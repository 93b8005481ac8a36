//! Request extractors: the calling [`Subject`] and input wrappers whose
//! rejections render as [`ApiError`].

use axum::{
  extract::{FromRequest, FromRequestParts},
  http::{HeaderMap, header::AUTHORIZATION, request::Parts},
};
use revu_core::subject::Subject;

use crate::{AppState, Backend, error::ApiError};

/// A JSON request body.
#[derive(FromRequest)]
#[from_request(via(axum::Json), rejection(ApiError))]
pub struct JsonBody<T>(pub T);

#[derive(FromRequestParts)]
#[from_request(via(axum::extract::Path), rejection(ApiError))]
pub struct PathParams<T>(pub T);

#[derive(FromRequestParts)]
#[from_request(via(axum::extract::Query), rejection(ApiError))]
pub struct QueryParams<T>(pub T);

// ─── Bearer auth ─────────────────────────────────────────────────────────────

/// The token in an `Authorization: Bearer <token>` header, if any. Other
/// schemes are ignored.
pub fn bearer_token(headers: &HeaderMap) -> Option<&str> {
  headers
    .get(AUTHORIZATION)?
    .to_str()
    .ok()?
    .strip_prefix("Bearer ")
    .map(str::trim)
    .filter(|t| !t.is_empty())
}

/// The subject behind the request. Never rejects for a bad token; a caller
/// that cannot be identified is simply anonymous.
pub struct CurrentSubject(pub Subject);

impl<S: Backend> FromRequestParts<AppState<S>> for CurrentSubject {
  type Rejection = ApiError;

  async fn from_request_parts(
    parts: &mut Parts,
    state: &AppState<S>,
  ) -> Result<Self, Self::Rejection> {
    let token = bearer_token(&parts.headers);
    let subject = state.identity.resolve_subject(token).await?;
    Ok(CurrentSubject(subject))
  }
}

____

Give the listing again. Leave every word as it stands.

● SOLUTION TO THIS TASK
repository 93b8005481ac8a36
//! Request extractors: the calling [`Subject`] and input wrappers whose
//! rejections render as [`ApiError`].

use axum::{
  extract::{FromRequest, FromRequestParts},
  http::{HeaderMap, header::AUTHORIZATION, request::Parts},
};
use revu_core::subject::Subject;

use crate::{AppState, Backend, error::ApiError};

/// A JSON request body.
#[derive(FromRequest)]
#[from_request(via(axum::Json), rejection(ApiError))]
pub struct JsonBody<T>(pub T);

#[derive(FromRequestParts)]
#[from_request(via(axum::extract::Path), rejection(ApiError))]
pub struct PathParams<T>(pub T);

#[derive(FromRequestParts)]
#[from_request(via(axum::extract::Query), rejection(ApiError))]
pub struct QueryParams<T>(pub T);

// ─── Bearer auth ─────────────────────────────────────────────────────────────

/// The token in an `Authorization: Bearer <token>` header, if any. Other
/// schemes are ignored.
pub fn bearer_token(headers: &HeaderMap) -> Option<&str> {
  headers
    .get(AUTHORIZATION)?
    .to_str()
    .ok()?
    .strip_prefix("Bearer ")
    .map(str::trim)
    .filter(|t| !t.is_empty())
}

/// The subject behind the request. Never rejects for a bad token; a caller
/// that cannot be identified is simply anonymous.
pub struct CurrentSubject(pub Subject);

impl<S: Backend> FromRequestParts<AppState<S>> for CurrentSubject {
  type Rejection = ApiError;

  async fn from_request_parts(
    parts: &mut Parts,
    state: &AppState<S>,
  ) -> Result<Self, Self::Rejection> {
    let token = bearer_token(&parts.headers);
    let subject = state.identity.resolve_subject(token).await?;
    Ok(CurrentSubject(subject))
  }
}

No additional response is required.